Страшная нагрузка на внутренний мир приводит к расшатыванию жизненных ориентиров, отказу от ценностей, разделяемых большинством обывателей; к спонтанным выбросам агрессии по отношению к миру и себе. И если в «Исповеди маски» юный герой ещё находит временную гармонию рядом с любимой, то герой «Золотого храма» замыкается в «камере своего ущербного я». Раздираемый страстями, не имеющими разрешения, он полностью порывает с нормами морали, воспевая «красоту предательства». Во время войны он наблюдает, как его знакомая девушка сдаёт жандармам своего любовника-дезертира: «У меня хмельно закружилась голова – до того кристально прекрасной была измена Уико в обрамлении луны, звёзд, ночных облаков, пятен серебристого света, парящих над землёй храмовых зданий и гор, ощетинившихся острыми верхушками кедров». [170] Странное спокойствие воцаряется в душе героя, девушка представляется ему такой же, как и он сам, не знающий никаких убеждений: «Я был одним из миллионов и десятков миллионов людей, которые тихо существуют себе в нашей Японии, ни у кого не вызывая ни малейшего интереса». [171] Позиция пристального наблюдателя за своими противоречивыми чувствами приводит героя к тотальному нигилизму, сводящему всю жизнь человека к бессмыслице. «Выходит, благородство – не более чем игра воображения? – весело спросил я. И благородство, и культура, и разные выдуманные человеком эстетические категории сводятся к бесплодной неорганике», [172] – успокаивает героя приятель.
170
Мисима Юкио. Золотой храм. М., 2009. С. 67.
171
Там же. С. 335.
172
Там же. С. 198.
Простота деструкции часто бывает выходом для подпольного человека Мисимы. Герой завидует обоим своим друзьям: «чёрному двойнику», смелому в своём полном отрицании ценностей жизни, и «белому двойнику», «лучу света», внезапно погибшему, потому что ему «удалось закончить свой жизненный путь, нисколько не утруждая себя тяжким бременем сознания своей исключительности». [173] Ощущение своей бесценной уникальности и, одновременно, своего ничтожества приводит персонаж Мисимы к простой славе Герострата – он сжигает национальное сокровище, «Золотой храм». Творчество и трагический конец националиста Мисимы, покончившего с собой традиционным ритуальным способом, взрезав себе живот, ярко продемонстрировали разрушение привычной культурной идентичности, так или иначе связанное с проникновением в японское общественное сознание западных мировоззренческих концептов. [174]
173
Там же. С. 214.
174
См.: Мисима Юкио. Вакаки самураи-но тамэ-ни (Молодому самураю). Токио, 1969.

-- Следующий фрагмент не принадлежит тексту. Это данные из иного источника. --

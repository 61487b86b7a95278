//! End-to-end tests driving the public API with host-side mock HAL
//! implementations, exercising the same scenarios spec'd in worked
//! examples: command framing, GCR telemetry round-trip, and serial
//! telemetry reassembly.

use dshot_core::codec::{Command, FRAME_SLOTS};
use dshot_core::driver::{Config, Driver, State};
use dshot_core::hal::{CaptureEngine, CaptureStatus, DirectionControl, PinMode, PulseEngine, PulseStatus};
use dshot_core::serial::{crc8, SerialTelemetryParser};
use dshot_core::{DShotSpeed, Frame};

struct ImmediatePulse;
impl PulseEngine for ImmediatePulse {
    fn arm(&mut self, _duty: &[u32; FRAME_SLOTS]) {}
    fn poll(&mut self) -> PulseStatus {
        PulseStatus::Complete
    }
}

struct TrackingDirection(PinMode);
impl DirectionControl for TrackingDirection {
    fn mode(&self) -> PinMode {
        self.0
    }
    fn set_mode(&mut self, mode: PinMode) {
        self.0 = mode;
    }
}

struct FixtureCapture {
    edges: Vec<u16>,
}
impl CaptureEngine for FixtureCapture {
    const MAX_SAMPLES: usize = 32;
    fn arm(&mut self) {}
    fn poll(&mut self) -> CaptureStatus {
        CaptureStatus::Complete { count: self.edges.len() }
    }
    fn disarm(&mut self) {}
    fn samples(&self) -> &[u16] {
        &self.edges
    }
}

fn config(bidirectional: bool) -> Config {
    Config {
        speed: DShotSpeed::DShot600,
        f_tck: 168_000_000,
        bidirectional,
        motor_pole_pairs: 14,
        reply_delay_ticks: 1,
        reply_window_ticks: 2,
    }
}

#[test]
fn motor_stop_round_trip_through_command_api() {
    let frame = Frame::from_command(Command::MotorStop, false);
    let decoded = Frame::from_raw(frame.raw()).expect("valid crc");
    assert_eq!(decoded.value(), 0);
    assert_eq!(decoded.telemetry_request(), false);
}

#[test]
fn unidirectional_send_command_reaches_idle_with_one_poll() {
    let mut driver = Driver::new(
        ImmediatePulse,
        TrackingDirection(PinMode::Output),
        FixtureCapture { edges: vec![] },
        config(false),
    );
    assert!(driver.send_command(Command::Beep1));
    driver.poll(0);
    assert!(driver.is_idle());
    assert_eq!(driver.counters().frames_sent, 1);
    assert_eq!(driver.counters().successes, 1);
}

#[test]
fn bidirectional_reply_produces_valid_telemetry() {
    // Same ideal-edge fixture as the gcr module's worked example: period =
    // 0x0C4, crc = 0x8.
    let edges = vec![1000, 1448, 1896, 3016, 3240, 3912, 4136, 4808, 5032, 5256, 5704];
    let mut driver = Driver::new(
        ImmediatePulse,
        TrackingDirection(PinMode::Output),
        FixtureCapture { edges },
        config(true),
    );

    assert!(driver.send_throttle(1046));
    driver.poll(0); // Sending -> WaitReply
    assert_eq!(driver.state(), State::WaitReply);
    driver.poll(10); // WaitReply -> Receiving
    assert_eq!(driver.state(), State::Receiving);
    driver.poll(11); // Receiving -> Processing
    driver.poll(12); // Processing -> Idle

    assert!(driver.is_idle());
    let telemetry = driver.latest_telemetry();
    assert!(telemetry.valid);
    assert_eq!(telemetry.raw_period, 0x0C4);
    assert_eq!(telemetry.rpm_electrical, 60_000_000 / 0x0C4);
}

#[test]
fn serial_scenario_matches_worked_example() {
    let fields = [0x2Au8, 0x05, 0xC8, 0x00, 0xFA, 0x00, 0x7F, 0x00, 0x64];
    let crc = crc8(&fields);

    let mut parser = SerialTelemetryParser::new();
    for (i, &byte) in fields.iter().chain([crc].iter()).enumerate() {
        parser.feed_byte(byte, i as u32);
    }

    let telemetry = parser.consume_new_data().expect("valid packet");
    assert_eq!(telemetry.temperature_c, 42);
    assert_eq!(telemetry.voltage_cv, 1480);
    assert_eq!(telemetry.current_ca, 250);
    assert_eq!(telemetry.consumption_mah, 127);
    assert_eq!(telemetry.rpm_mechanical(14), 1428);
}
//! Component E: GCR decode of the bidirectional telemetry reply.
//!
//! Turns a sequence of raw timer-counter edge samples (as produced by
//! [`crate::hal::CaptureEngine`]) into an rpm reading: edges → run lengths
//! → 21 bits → four 5-bit GCR symbols → four nibbles → a 16-bit
//! `{period, crc}` value → rpm.

/// Maximum number of data+marker bits a reply carries.
pub const REPLY_BITS: usize = 21;

/// Number of data bits once the trailing marker bit is dropped.
const DATA_BITS: usize = 20;

/// Decode failure, mirroring the error taxonomy in the error-handling design:
/// each variant increments `errors` at the caller and never touches the
/// retained telemetry record.
#[derive(Debug, Clone, Copy, PartialEq, Eq)]
#[cfg_attr(feature = "defmt", derive(defmt::Format))]
pub enum GcrError {
    /// Fewer than 20 bits were recoverable from the captured edges.
    CaptureUnderrun,
    /// A 5-bit symbol had no entry in the GCR table.
    InvalidSymbol,
    /// The reply's own CRC nibble didn't match the computed one.
    CrcMismatch,
}

/// The fixed 5-bit-symbol -> 4-bit-nibble GCR decode table. `None` marks a
/// symbol with no valid nibble.
#[rustfmt::skip]
const GCR_TABLE: [Option<u8>; 32] = [
    None,       None,       None,       None,
    None,       None,       None,       None,
    None,       Some(0x09), Some(0x0A), Some(0x0B),
    None,       Some(0x0D), Some(0x0E), Some(0x0F),
    None,       None,       Some(0x02), Some(0x03),
    None,       Some(0x05), Some(0x06), Some(0x07),
    None,       Some(0x00), Some(0x08), Some(0x01),
    None,       Some(0x04), Some(0x0C), None,
];

/// Computes the wrap-corrected tick delta between two consecutive raw
/// 16-bit counter samples, per the Capture Engine's single-wrap contract.
pub const fn wrap_delta(prev: u16, curr: u16) -> u32 {
    if curr >= prev {
        (curr - prev) as u32
    } else {
        (0x10000u32 - prev as u32) + curr as u32 + 1
    }
}

/// Recovers the 21-bit run-length-coded stream from a sequence of raw edge
/// samples and an initial line level.
///
/// `edges[0]` is the reference timestamp recorded when the capture window
/// opened (the line has not yet transitioned); each subsequent edge closes
/// out one run of `initial_level`-then-toggled bits. Stops once 21 bits
/// have been emitted or the edges are exhausted. Returns the number of
/// bits written into `out`.
fn edges_to_bits(edges: &[u16], initial_level: bool, t_r: u32, out: &mut [bool; REPLY_BITS]) -> usize {
    let mut level = initial_level;
    let mut count = 0usize;

    for pair in edges.windows(2) {
        if count >= REPLY_BITS {
            break;
        }
        let delta = wrap_delta(pair[0], pair[1]);
        let n = round_div_clamped(delta, t_r);
        for _ in 0..n {
            if count >= REPLY_BITS {
                break;
            }
            out[count] = level;
            count += 1;
        }
        level = !level;
    }

    count
}

/// `round(delta / t_r)`, clamped to `[1, 5]`.
fn round_div_clamped(delta: u32, t_r: u32) -> u32 {
    if t_r == 0 {
        return 1;
    }
    let n = (delta + t_r / 2) / t_r;
    n.clamp(1, 5)
}

/// Packs 20 data bits (MSB first) into four 5-bit symbols and maps each
/// through [`GCR_TABLE`], concatenating the resulting nibbles MSB-first
/// into a 16-bit value.
fn symbols_to_value(bits: &[bool; REPLY_BITS]) -> Result<u16, GcrError> {
    let mut value: u16 = 0;
    for symbol_index in 0..4 {
        let mut symbol: u8 = 0;
        for bit_index in 0..5 {
            let bit = bits[symbol_index * 5 + bit_index];
            symbol = (symbol << 1) | (bit as u8);
        }
        let nibble = GCR_TABLE[symbol as usize].ok_or(GcrError::InvalidSymbol)?;
        value = (value << 4) | (nibble as u16);
    }
    Ok(value)
}

/// A decoded, CRC-verified telemetry reply.
#[derive(Debug, Clone, Copy, PartialEq, Eq)]
pub struct Reply {
    pub period: u16,
    pub rpm_electrical: u32,
    pub rpm_mechanical: u32,
}

/// Decodes a captured edge sequence into an rpm reading.
///
/// `edges` are raw [`crate::hal::CaptureEngine`] samples including the
/// leading reference timestamp. `t_r` is the GCR bit period in timer
/// ticks (`f_tck / DShotSpeed::gcr_bit_rate_hz()`). `motor_pole_pairs`
/// must be nonzero.
pub fn decode(
    edges: &[u16],
    initial_level: bool,
    t_r: u32,
    motor_pole_pairs: u32,
) -> Result<Reply, GcrError> {
    let mut bits = [false; REPLY_BITS];
    let emitted = edges_to_bits(edges, initial_level, t_r, &mut bits);
    if emitted < DATA_BITS {
        return Err(GcrError::CaptureUnderrun);
    }

    let value = symbols_to_value(&bits)?;
    let period = value >> 4;
    let received_crc = value & 0xF;
    let expected_crc = (period ^ (period >> 4) ^ (period >> 8)) & 0xF;
    if received_crc != expected_crc {
        return Err(GcrError::CrcMismatch);
    }

    let (rpm_electrical, rpm_mechanical) = if period == 0 {
        (0, 0)
    } else {
        let rpm_electrical = 60_000_000u32 / period as u32;
        let rpm_mechanical = (2 * rpm_electrical) / motor_pole_pairs;
        (rpm_electrical, rpm_mechanical)
    };

    Ok(Reply {
        period,
        rpm_electrical,
        rpm_mechanical,
    })
}

#[cfg(test)]
mod tests {
    use super::*;

    /// Inverse of [`GCR_TABLE`], nibble -> 5-bit symbol, used only to build
    /// ideal test fixtures (the driver never needs to encode a GCR reply).
    const NIBBLE_TO_SYMBOL: [u8; 16] = [
        0x19, 0x1B, 0x12, 0x13, 0x1D, 0x15, 0x16, 0x17, 0x1A, 0x09, 0x0A, 0x0B, 0x1E, 0x0D, 0x0E,
        0x0F,
    ];

    fn ideal_edges(value: u16, t_r: u32, start: u16) -> ([u16; 12], usize) {
        let nibbles = [
            ((value >> 12) & 0xF) as u8,
            ((value >> 8) & 0xF) as u8,
            ((value >> 4) & 0xF) as u8,
            (value & 0xF) as u8,
        ];

        let mut bits = [false; REPLY_BITS];
        let mut bit_count = 0;
        for nibble in nibbles {
            let symbol = NIBBLE_TO_SYMBOL[nibble as usize];
            for shift in (0..5).rev() {
                bits[bit_count] = (symbol >> shift) & 1 != 0;
                bit_count += 1;
            }
        }
        // Trailing marker bit, value is irrelevant to decode.
        bits[bit_count] = false;
        bit_count += 1;
        assert_eq!(bit_count, REPLY_BITS);

        let mut edges = [0u16; 12];
        let mut edge_count = 0;
        edges[0] = start;
        edge_count += 1;

        let mut i = 0;
        while i < REPLY_BITS {
            let level = bits[i];
            let mut run = 0u32;
            while i < REPLY_BITS && bits[i] == level {
                run += 1;
                i += 1;
            }
            let prev = edges[edge_count - 1];
            edges[edge_count] = prev.wrapping_add((run * t_r) as u16);
            edge_count += 1;
        }

        (edges, edge_count)
    }

    #[test]
    fn worked_example_period_0x0c4() {
        let value: u16 = 0x0C48;
        let t_r = 224;
        let (edges, count) = ideal_edges(value, t_r, 1000);
        let reply = decode(&edges[..count], true, t_r, 14).expect("decode succeeds");
        assert_eq!(reply.period, 0x0C4);
        assert_eq!(reply.rpm_electrical, 60_000_000 / 0x0C4);
        assert_eq!(reply.rpm_mechanical, (2 * (60_000_000 / 0x0C4)) / 14);
    }

    #[test]
    fn period_zero_is_stopped_rotor_not_an_error() {
        // period = 0, crc = XOR of nibbles of 0 = 0, so value = 0x0000.
        let value: u16 = 0x0000;
        let t_r = 224;
        let (edges, count) = ideal_edges(value, t_r, 2000);
        let reply = decode(&edges[..count], true, t_r, 14).expect("decode succeeds");
        assert_eq!(reply.period, 0);
        assert_eq!(reply.rpm_electrical, 0);
        assert_eq!(reply.rpm_mechanical, 0);
    }

    #[test]
    fn round_trip_for_arbitrary_values() {
        let t_r = 224;
        for period in [0x001u16, 0x0C4, 0x3FF, 0x7FF] {
            let crc = (period ^ (period >> 4) ^ (period >> 8)) & 0xF;
            let value = (period << 4) | crc;
            let (edges, count) = ideal_edges(value, t_r, 500);
            let reply = decode(&edges[..count], true, t_r, 14).expect("decode succeeds");
            assert_eq!(reply.period, period);
        }
    }

    #[test]
    fn crc_mismatch_is_rejected() {
        let t_r = 224;
        // period = 0x0C4 with a deliberately wrong crc nibble.
        let value: u16 = 0x0C49;
        let (edges, count) = ideal_edges(value, t_r, 500);
        assert_eq!(decode(&edges[..count], true, t_r, 14), Err(GcrError::CrcMismatch));
    }

    #[test]
    fn wrap_delta_handles_single_16_bit_wraparound() {
        // prev near the top of u16 range, curr wrapped around to a low value.
        assert_eq!(wrap_delta(0xFFF0, 0x0005), 0x15 + 1);
    }

    #[test]
    fn too_few_edges_is_capture_underrun() {
        let edges = [1000u16, 1224, 1448];
        assert_eq!(decode(&edges, true, 224, 14), Err(GcrError::CaptureUnderrun));
    }

    #[test]
    fn invalid_symbol_is_rejected() {
        // Construct a bitstream whose first symbol (00000) has no table entry.
        let t_r = 224;
        let mut edges = [0u16; 12];
        edges[0] = 1000;
        // initial_level = true, but the first 5 bits must read as 0 to hit
        // symbol 0x00 (invalid) -- so start at level=false instead.
        let runs = [5u32, 5, 5, 5, 1];
        let mut t = 1000u16;
        let mut n = 1;
        edges[0] = t;
        for run in runs {
            t = t.wrapping_add((run * t_r) as u16);
            edges[n] = t;
            n += 1;
        }
        assert_eq!(decode(&edges[..n], false, t_r, 14), Err(GcrError::InvalidSymbol));
    }
}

«Телесность» и «пустотность» как отличительные особенности традиционной японской эстетики
Собственная национальная эстетическая традиция является предметом неослабевающего внимания современных японских философов, стремящихся с позиций сегодняшнего дня показать природу и специфику эстетического знания в Японии. Особый интерес в этом отношении представляют оригинальные взгляды Накамуры Юдзиро (род. в 1925), крупнейшего исследователя, получившего признание в мировом эстетическом сообществе.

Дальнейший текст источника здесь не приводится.